▶ _WHAT YOU WILL DO_
Report back each line of the records that contains the string "IntoResponse".

========

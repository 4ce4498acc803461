//! HTTP route handlers.

use axum::{
    Json, Router,
    extract::{Query, State},
    http::StatusCode,
    response::IntoResponse,
    routing::get,
};
use tower_http::trace::TraceLayer;
use tracing::{debug, error};

use crate::domain::{PostalCode, Resolution};
use crate::routing::{AssignError, Assignment};

use super::dto::*;
use super::state::AppState;

/// Create the application router.
pub fn create_router(state: AppState) -> Router {
    Router::new()
        .route("/health", get(health))
        .route(
            "/api/check_plz",
            get(check_plz).fallback(method_not_allowed),
        )
        .route("/api/resolve", get(resolve).fallback(method_not_allowed))
        .route("/api/lookup", get(lookup).fallback(method_not_allowed))
        .layer(TraceLayer::new_for_http())
        .with_state(state)
}

/// Health check endpoint.
async fn health() -> &'static str {
    "ok"
}

async fn method_not_allowed() -> AppError {
    AppError::MethodNotAllowed
}

/// Assign a postal code to its responsible person.
///
/// Everything but digits is dropped from the input first, so "80 331" works.
async fn check_plz(
    State(state): State<AppState>,
    Query(req): Query<CheckPlzRequest>,
) -> Result<Json<Assignment>, AppError> {
    let code = PostalCode::parse_normalized(req.postal_code.as_deref().unwrap_or_default())
        .map_err(AssignError::from)?;

    let assignment = state
        .router
        .assign_code(code, req.chosen_person.as_deref())?;
    Ok(Json(assignment))
}

/// Resolve a free-text address to a postal code.
async fn resolve(
    State(state): State<AppState>,
    Query(req): Query<ResolveRequest>,
) -> Json<ResolveResponse> {
    let address = req.address.unwrap_or_default();
    let resolution = state.resolver.resolve(&address).await;
    debug!(source = %resolution.source, "resolved address");
    Json(ResolveResponse::from(resolution))
}

/// Resolve an address and assign the resulting postal code in one call.
async fn lookup(
    State(state): State<AppState>,
    Query(req): Query<LookupRequest>,
) -> Result<Json<LookupResponse>, AppError> {
    let address = req.address.unwrap_or_default();
    let resolution = state.resolver.resolve(&address).await;

    let Some(code) = resolution.postal_code else {
        return Err(AppError::Unresolved(Box::new(resolution)));
    };

    let assignment = state
        .router
        .assign_code(code, req.chosen_person.as_deref())?;
    Ok(Json(LookupResponse {
        resolution,
        assignment,
    }))
}

/// Application error type.
#[derive(Debug)]
pub enum AppError {
    BadRequest { message: String },
    /// No postal code could be resolved from the address.
    Unresolved(Box<Resolution>),
    MethodNotAllowed,
    Internal { message: String },
}

impl From<AssignError> for AppError {
    fn from(e: AssignError) -> Self {
        match e {
            AssignError::InvalidFormat(_) | AssignError::Unroutable(_) => AppError::BadRequest {
                message: e.user_message().to_string(),
            },
            AssignError::MissingContact(_) => AppError::Internal {
                message: e.user_message().to_string(),
            },
        }
    }
}

impl IntoResponse for AppError {
    fn into_response(self) -> axum::response::Response {
        let (status, message) = match self {
            AppError::BadRequest { message } => (StatusCode::BAD_REQUEST, message),
            AppError::Unresolved(resolution) => {
                let error = resolution.error_message().unwrap_or_default();
                debug!(source = %resolution.source, "address not resolved");
                let body = Json(UnresolvedResponse {
                    error,
                    resolution: *resolution,
                });
                return (StatusCode::UNPROCESSABLE_ENTITY, body).into_response();
            }
            AppError::MethodNotAllowed => (
                StatusCode::METHOD_NOT_ALLOWED,
                "Method Not Allowed".to_string(),
            ),
            AppError::Internal { message } => (StatusCode::INTERNAL_SERVER_ERROR, message),
        };

        if status.is_server_error() {
            error!(%status, %message, "request failed");
        } else {
            debug!(%status, %message, "request rejected");
        }

        let body = Json(ErrorResponse { error: message });
        (status, body).into_response()
    }
}

#[cfg(test)]
mod tests {
    use std::sync::Arc;

    use super::*;
    use crate::address::{AddressResolver, CityTable, ResolverConfig};
    use crate::domain::PersonContact;
    use crate::geocode::MockGeocoder;
    use crate::routing::{AssignmentRouter, ContactBook};
    use axum::body::{Body, to_bytes};
    use axum::http::Request;
    use serde_json::Value;
    use tower::ServiceExt; // for oneshot

    fn cities() -> Arc<CityTable> {
        Arc::new(CityTable::embedded().unwrap())
    }

    fn router_with_contacts(contacts: ContactBook) -> AssignmentRouter {
        AssignmentRouter::new(Arc::new(contacts))
    }

    fn create_test_state() -> AppState {
        let mock = MockGeocoder::new().with_place("zwiesel", "94227");
        AppState::new(
            AddressResolver::new(cities(), Arc::new(mock), ResolverConfig::default()),
            router_with_contacts(ContactBook::embedded().unwrap()),
        )
    }

    async fn send(app: Router, method: &str, uri: &str) -> (StatusCode, Value) {
        let request = Request::builder()
            .method(method)
            .uri(uri)
            .body(Body::empty())
            .unwrap();
        let response = app.oneshot(request).await.unwrap();
        let status = response.status();
        let bytes = to_bytes(response.into_body(), usize::MAX).await.unwrap();
        let body = serde_json::from_slice(&bytes).unwrap_or(Value::Null);
        (status, body)
    }

    async fn get_json(uri: &str) -> (StatusCode, Value) {
        send(create_router(create_test_state()), "GET", uri).await
    }

    #[tokio::test]
    async fn test_health_check() {
        let app = create_router(create_test_state());
        let request = Request::builder()
            .uri("/health")
            .body(Body::empty())
            .unwrap();

        let response = app.oneshot(request).await.unwrap();
        assert_eq!(response.status(), StatusCode::OK);
        let bytes = to_bytes(response.into_body(), usize::MAX).await.unwrap();
        assert_eq!(&bytes[..], b"ok");
    }

    #[tokio::test]
    async fn test_check_plz_single() {
        let (status, body) = get_json("/api/check_plz?postalCode=80331").await;
        assert_eq!(status, StatusCode::OK);
        assert_eq!(body["person"], "Anna Kropfitsch");
        assert_eq!(body["land"], "Bayern");
        assert_eq!(body["contact"]["name"], "Anna Kropfitsch");
    }

    #[tokio::test]
    async fn test_check_plz_alias_and_sanitizing() {
        let (status, body) = get_json("/api/check_plz?plz=10%20115").await;
        assert_eq!(status, StatusCode::OK);
        assert_eq!(body["person"], "Mattias Herbst");
        assert_eq!(body["land"], "Brandenburg/Berlin");
    }

    #[tokio::test]
    async fn test_check_plz_choice_flow() {
        let (status, body) = get_json("/api/check_plz?postalCode=40210").await;
        assert_eq!(status, StatusCode::OK);
        assert_eq!(body["requiresChoice"], true);
        assert_eq!(body["options"].as_array().unwrap().len(), 2);

        let (status, body) =
            get_json("/api/check_plz?postalCode=40210&chosenPerson=Anna%20Kropfitsch").await;
        assert_eq!(status, StatusCode::OK);
        assert_eq!(body["person"], "Anna Kropfitsch");
        assert_eq!(body["land"], "Nordrhein-Westfalen");
    }

    #[tokio::test]
    async fn test_check_plz_invalid() {
        for uri in [
            "/api/check_plz?postalCode=1234",
            "/api/check_plz?postalCode=123456",
            "/api/check_plz?postalCode=abcde",
            "/api/check_plz",
        ] {
            let (status, body) = get_json(uri).await;
            assert_eq!(status, StatusCode::BAD_REQUEST, "uri {uri}");
            assert_eq!(
                body["error"],
                "Ungültige PLZ. Bitte geben Sie eine 5-stellige Zahl ein."
            );
        }
    }

    #[tokio::test]
    async fn test_method_not_allowed() {
        for uri in ["/api/check_plz", "/api/lookup"] {
            let (status, body) = send(create_router(create_test_state()), "POST", uri).await;
            assert_eq!(status, StatusCode::METHOD_NOT_ALLOWED);
            assert_eq!(body["error"], "Method Not Allowed");
        }
    }

    #[tokio::test]
    async fn test_missing_contact_is_internal_error() {
        let contacts = ContactBook::from_contacts([PersonContact {
            name: "Mattias Herbst".into(),
            position: "Nord".into(),
            email: "m@example.com".into(),
        }])
        .unwrap();
        let state = AppState::new(
            AddressResolver::offline(cities()),
            router_with_contacts(contacts),
        );

        let (status, body) = send(
            create_router(state),
            "GET",
            "/api/check_plz?postalCode=80331",
        )
        .await;
        assert_eq!(status, StatusCode::INTERNAL_SERVER_ERROR);
        assert!(body["error"].as_str().unwrap().starts_with("Interner Fehler"));
    }

    #[tokio::test]
    async fn test_resolve_city() {
        let (status, body) = get_json("/api/resolve?address=Frankfurt%20am%20Main").await;
        assert_eq!(status, StatusCode::OK);
        assert_eq!(body["postalCode"], "60306");
        assert_eq!(body["confidence"], "medium");
        assert_eq!(body["source"], "partial_match_frankfurt");
        assert!(body.get("message").is_none());
    }

    #[tokio::test]
    async fn test_resolve_geocoded() {
        let (status, body) = get_json("/api/resolve?address=Musterweg%203%2C%20Zwiesel").await;
        assert_eq!(status, StatusCode::OK);
        assert_eq!(body["postalCode"], "94227");
        assert_eq!(body["source"], "nominatim_api");
        assert_eq!(body["city"], "zwiesel");
    }

    #[tokio::test]
    async fn test_resolve_failure_has_message() {
        let (status, body) = get_json("/api/resolve?address=").await;
        assert_eq!(status, StatusCode::OK);
        assert_eq!(body["postalCode"], "");
        assert_eq!(body["confidence"], "none");
        assert_eq!(body["message"], "Bitte geben Sie eine Adresse oder PLZ ein.");
    }

    #[tokio::test]
    async fn test_lookup_pipeline() {
        let (status, body) = get_json("/api/lookup?address=Jungfernstieg%201%2C%20Hamburg").await;
        assert_eq!(status, StatusCode::OK);
        assert_eq!(body["resolution"]["postalCode"], "20095");
        assert_eq!(body["assignment"]["person"], "Mattias Herbst");
        assert_eq!(
            body["assignment"]["land"],
            "Hamburg/Schleswig-Holstein/Mecklenburg-Vorpommern"
        );
    }

    #[tokio::test]
    async fn test_lookup_choice_replay() {
        let (status, body) = get_json("/api/lookup?address=Aachen").await;
        assert_eq!(status, StatusCode::OK);
        assert_eq!(body["assignment"]["requiresChoice"], true);

        let (status, body) =
            get_json("/api/lookup?address=Aachen&chosenPerson=Mattias%20Herbst").await;
        assert_eq!(status, StatusCode::OK);
        assert_eq!(body["assignment"]["person"], "Mattias Herbst");
    }

    #[tokio::test]
    async fn test_lookup_unresolved() {
        let (status, body) = get_json("/api/lookup?address=Hauptstrasse%205").await;
        assert_eq!(status, StatusCode::UNPROCESSABLE_ENTITY);
        assert_eq!(body["resolution"]["source"], "no_city_found");
        assert!(body["error"].as_str().unwrap().starts_with("Keine Stadt"));
    }
}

========

▶ _ANSWER FOR THE TASK_
    response::IntoResponse,
impl IntoResponse for AppError {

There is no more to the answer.